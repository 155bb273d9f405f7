pub mod comments;
pub mod likes;
pub mod memory;
pub mod subscriptions;
pub mod traits;
pub mod tweets;
pub mod users;
pub mod videos;

pub use comments::PgCommentRepository;
pub use likes::PgLikeRepository;
pub use memory::MemoryStore;
pub use subscriptions::PgSubscriptionRepository;
pub use traits::{
    CommentStore, LikeStore, MediaStore, NoopMediaStore, OwnerResolver, StoreOwnerResolver,
    SubscriptionStore, TweetStore, UserStore, VideoStore,
};
pub use tweets::PgTweetRepository;
pub use users::PgUserRepository;
pub use videos::PgVideoRepository;

use sqlx::postgres::PgPoolOptions;
use sqlx::PgPool;

use crate::config::DatabaseConfig;
use crate::error::ServiceResult;

/// Open a Postgres pool for the production store backend.
pub async fn connect(config: &DatabaseConfig) -> ServiceResult<PgPool> {
    let pool = PgPoolOptions::new()
        .max_connections(config.max_connections)
        .min_connections(config.min_connections)
        .connect(&config.url)
        .await?;

    Ok(pool)
}
use sea_orm::{ColumnTrait, DatabaseConnection, EntityTrait, QueryFilter, QueryOrder};
use serde::Serialize;
use std::sync::Arc;
use tracing::instrument;
use utoipa::ToSchema;

use crate::db::or_fallback;
use crate::entities::technicians;

#[derive(Debug, Clone, PartialEq, Eq, Serialize, ToSchema)]
pub struct TechnicianView {
    pub id: i64,
    pub display_name: String,
    pub title: Option<String>,
}

impl From<technicians::Model> for TechnicianView {
    fn from(tech: technicians::Model) -> Self {
        Self {
            id: tech.id,
            display_name: tech.display_name,
            title: tech.title,
        }
    }
}

#[derive(Clone)]
pub struct TechnicianService {
    db_pool: Arc<DatabaseConnection>,
}

impl TechnicianService {
    pub fn new(db_pool: Arc<DatabaseConnection>) -> Self {
        Self { db_pool }
    }

    /// Active technicians by display name.
    #[instrument(skip(self))]
    pub async fn list_active(&self) -> Vec<TechnicianView> {
        let result = technicians::Entity::find()
            .filter(technicians::Column::Active.eq(true))
            .order_by_asc(technicians::Column::DisplayName)
            .all(&*self.db_pool)
            .await;
        or_fallback(result, Vec::new(), "list_technicians")
            .into_iter()
            .map(TechnicianView::from)
            .collect()
    }

    /// Whether `id` names an active technician.
    pub async fn exists(&self, id: i64) -> bool {
        let result = technicians::Entity::find_by_id(id)
            .filter(technicians::Column::Active.eq(true))
            .one(&*self.db_pool)
            .await;
        or_fallback(result, None, "technician_exists").is_some()
    }
}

PROBLEM DESCRIPTION:
What is asked for is an exact copy of the lines above from the one containing "pub use likes::PgLikeRepository;" through the one containing "use crate::error::ServiceResult;", and only those.

RESULT FOR THIS TASK:
pub use likes::PgLikeRepository;
pub use memory::MemoryStore;
pub use subscriptions::PgSubscriptionRepository;
pub use traits::{
    CommentStore, LikeStore, MediaStore, NoopMediaStore, OwnerResolver, StoreOwnerResolver,
    SubscriptionStore, TweetStore, UserStore, VideoStore,
};
pub use tweets::PgTweetRepository;
pub use users::PgUserRepository;
pub use videos::PgVideoRepository;

use sqlx::postgres::PgPoolOptions;
use sqlx::PgPool;

use crate::config::DatabaseConfig;
use crate::error::ServiceResult;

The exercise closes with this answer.